Região

Deputados temem contágio à A4

  • 12 de Julho de 2011, 13:58

Tanto Adão Silva, do PSD, como Mota Andrade, do PS, lamentam a decisão de parar as obras por três meses, que vai trazer ainda um atraso maior ao troço entre Amarante e Vila Real, e temem que a futura A4 possa a correr o mesmo risco.
Do consórcio Auto-Estradas do Marão, a quem foi adjudicada a obra em 2008, fazem parte Somague Itinere, MSF Concessões, MSF Empreiteiros, Somague Engenharia e Itenere.
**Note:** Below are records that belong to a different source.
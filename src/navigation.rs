//! Page addresses, user intents and browser-style history

use serde::{Deserialize, Serialize};
use tracing::debug;

/// Query parameter carrying the selected video's identifier
pub const ID_PARAM: &str = "id";

/// A discrete user action emitted by a view
#[derive(Debug, Clone, PartialEq, Eq)]
pub enum Intent {
    /// A category filter control was activated
    SelectCategory(String),
    /// A catalog card was activated
    SelectVideo(String),
    NavigateNext,
    NavigatePrevious,
    /// The retry button of an error placeholder
    Retry,
    /// The "Back to Library" button of the player error block
    ReturnToCatalog,
}

/// What the hosting surface has to do after an intent was handled
#[derive(Debug, Clone, PartialEq, Eq)]
pub enum Navigation {
    /// Full navigation to another address
    Load(String),
    /// Full reload of the current address
    Reload,
}

/// Read `id` from a query string such as `?id=3` or `id=3&x=1`
///
/// The first occurrence wins. An empty value counts as absent.
pub fn video_id_from_query(query: &str) -> Option<String> {
    let query = query.strip_prefix('?').unwrap_or(query);
    url::form_urlencoded::parse(query.as_bytes())
        .find(|(key, _)| key == ID_PARAM)
        .map(|(_, value)| value.into_owned())
        .filter(|value| !value.is_empty())
}

/// Read `id` from a full or relative page address
pub fn video_id_from_address(address: &str) -> Option<String> {
    let query = address.split_once('?').map(|(_, q)| q).unwrap_or("");
    let query = query.split('#').next().unwrap_or("");
    video_id_from_query(query)
}

/// `<player-page>?id=<identifier>`
pub fn watch_address(player_page: &str, video_id: &str) -> String {
    let query = url::form_urlencoded::Serializer::new(String::new())
        .append_pair(ID_PARAM, video_id)
        .finish();
    format!("{}?{}", player_page, query)
}

/// State stored alongside a history entry
#[derive(Debug, Clone, PartialEq, Eq, Serialize, Deserialize)]
pub struct HistoryEntry {
    pub video_id: Option<String>,
    pub address: String,
}

/// Browser history as seen by the player page
pub trait History: Send {
    /// Push a new entry for `video_id` without reloading the page
    fn push(&mut self, video_id: &str, address: &str);

    /// Address of the entry currently shown
    fn current_address(&self) -> Option<&str>;
}

/// In-memory session history with back/forward support
#[derive(Debug, Clone, Default)]
pub struct SessionHistory {
    entries: Vec<HistoryEntry>,
    cursor: usize,
}

impl SessionHistory {
    /// History whose first entry is the initial page load
    pub fn starting_at(address: impl Into<String>) -> Self {
        let address = address.into();
        Self {
            entries: vec![HistoryEntry {
                video_id: video_id_from_address(&address),
                address,
            }],
            cursor: 0,
        }
    }

    pub fn entries(&self) -> &[HistoryEntry] {
        &self.entries
    }

    pub fn current(&self) -> Option<&HistoryEntry> {
        self.entries.get(self.cursor)
    }

    /// Step back; returns the entry now shown
    pub fn back(&mut self) -> Option<&HistoryEntry> {
        if self.cursor == 0 {
            return None;
        }
        self.cursor -= 1;
        self.entries.get(self.cursor)
    }

    /// Step forward; returns the entry now shown
    pub fn forward(&mut self) -> Option<&HistoryEntry> {
        if self.cursor + 1 >= self.entries.len() {
            return None;
        }
        self.cursor += 1;
        self.entries.get(self.cursor)
    }
}

impl History for SessionHistory {
    fn push(&mut self, video_id: &str, address: &str) {
        // a push after going back drops the forward entries
        self.entries.truncate(self.cursor + 1);
        self.entries.push(HistoryEntry {
            video_id: Some(video_id.to_string()),
            address: address.to_string(),
        });
        self.cursor = self.entries.len() - 1;
        debug!("History push {} ({} entries)", address, self.entries.len());
    }

    fn current_address(&self) -> Option<&str> {
        self.current().map(|entry| entry.address.as_str())
    }
}

#[cfg(test)]
mod tests {
    use super::*;

    #[test]
    fn test_video_id_from_query() {
        assert_eq!(video_id_from_query("?id=2"), Some("2".to_string()));
        assert_eq!(video_id_from_query("x=1&id=abc%20d"), Some("abc d".to_string()));
        assert_eq!(video_id_from_query("id=1&id=2"), Some("1".to_string()));
        assert_eq!(video_id_from_query(""), None);
        assert_eq!(video_id_from_query("?id="), None);
        assert_eq!(video_id_from_query("?video=2"), None);
    }

    #[test]
    fn test_video_id_from_address() {
        assert_eq!(
            video_id_from_address("https://example.com/watch.html?id=7#top"),
            Some("7".to_string())
        );
        assert_eq!(video_id_from_address("watch.html"), None);
    }

    #[test]
    fn test_watch_address() {
        assert_eq!(watch_address("watch.html", "3"), "watch.html?id=3");
        assert_eq!(watch_address("watch.html", "a&b"), "watch.html?id=a%26b");
    }

    #[test]
    fn test_session_history_back_and_forward() {
        let mut history = SessionHistory::starting_at("watch.html?id=1");
        history.push("2", "watch.html?id=2");
        history.push("3", "watch.html?id=3");

        assert_eq!(history.back().unwrap().video_id.as_deref(), Some("2"));
        assert_eq!(history.back().unwrap().video_id.as_deref(), Some("1"));
        assert!(history.back().is_none());
        assert_eq!(history.forward().unwrap().address, "watch.html?id=2");

        history.push("9", "watch.html?id=9");
        assert_eq!(history.entries().len(), 3);
        assert!(history.forward().is_none());
        assert_eq!(history.current_address(), Some("watch.html?id=9"));
    }
}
Para já, desconhecem-se as razões da paragem, decretada por três meses, mas Mota Andrade garante que o financiamento da obra “estava garantido”, pelo que é possível que o dinheiro tenha sido gasto noutros projectos, com a dificuldade do financiamento das empresas portuguesas a poderem ter ditado este atraso, pedido pela concessionária à Somague.
Já Adão Silva tem “muito receio de uma contaminação” com o que está a acontecer, tanto para a A4 como para o IP2 e IC5. “Seria lamentável, quando as obras estão adiantadas e com grande alteração do traçado, o que perturbaria a circulação das pessoas”.
Mas Mota Andrade lamenta “a falta de uma posição conhecida por parte do Governo”, sobretudo do ministro da Economia e Obras Públicas.
O deputado socialista, em tom irónico, aventa que a culpa pode ser “do Governo PS, por ter lançado a obra”.
Já Adão Silva garante que fará “tudo para sensibilizar o Governo para que esta situação não caia num impasse” moroso.